▶ TASK TO CARRY OUT:
Determine which lines of the records include the word "MemoryNavigator", and copy them.
======
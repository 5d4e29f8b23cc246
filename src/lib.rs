//! Gatekeeper - client-side authentication gatekeeper library
//!
//! This library gates access to protected operations on a backend session.
//! Guards that find the caller unauthenticated (or not an administrator)
//! park their continuation in a shared retry queue; the first one opens a
//! single login flow, and when that flow resolves every parked guard is
//! resumed or cancelled together.
//!
//! # Architecture
//!
//! The library is organized into the following modules:
//!
//! - `security`: Retry queue, login flow, session state, backend and coordinator
//! - `config`: Configuration management and validation
//! - `error`: Error types and result aliases
//! - `cli`: Command-line interface definition
//! - `commands`: Handlers behind the CLI commands
//!
//! # Example
//!
//! ```no_run
//! use std::sync::Arc;
//! use gatekeeper::{AuthCoordinator, Config};
//! use gatekeeper::security::{ChannelLoginUi, MemoryNavigator};
//!
//! #[tokio::main]
//! async fn main() -> anyhow::Result<()> {
//!     let config = Config::load("config.yaml", &Default::default())?;
//!     config.validate()?;
//!
//!     let (ui, _prompts) = ChannelLoginUi::new();
//!     let navigator = Arc::new(MemoryNavigator::new("/"));
//!     let coordinator = AuthCoordinator::from_config(&config, Arc::new(ui), navigator)?;
//!
//!     coordinator.require_authenticated_user().await?;
//!     Ok(())
//! }
//! ```

pub mod cli;
pub mod commands;
pub mod config;
pub mod error;
pub mod security;

// Re-export commonly used types
pub use config::Config;
pub use error::{GatekeeperError, Result};
pub use security::{AuthCoordinator, Credentials, Identity, RetryReason, SessionState};

#[cfg(test)]
pub mod test_utils;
======
▶ EXPECTED OUTPUT:
//! use gatekeeper::security::{ChannelLoginUi, MemoryNavigator};
//!     let navigator = Arc::new(MemoryNavigator::new("/"));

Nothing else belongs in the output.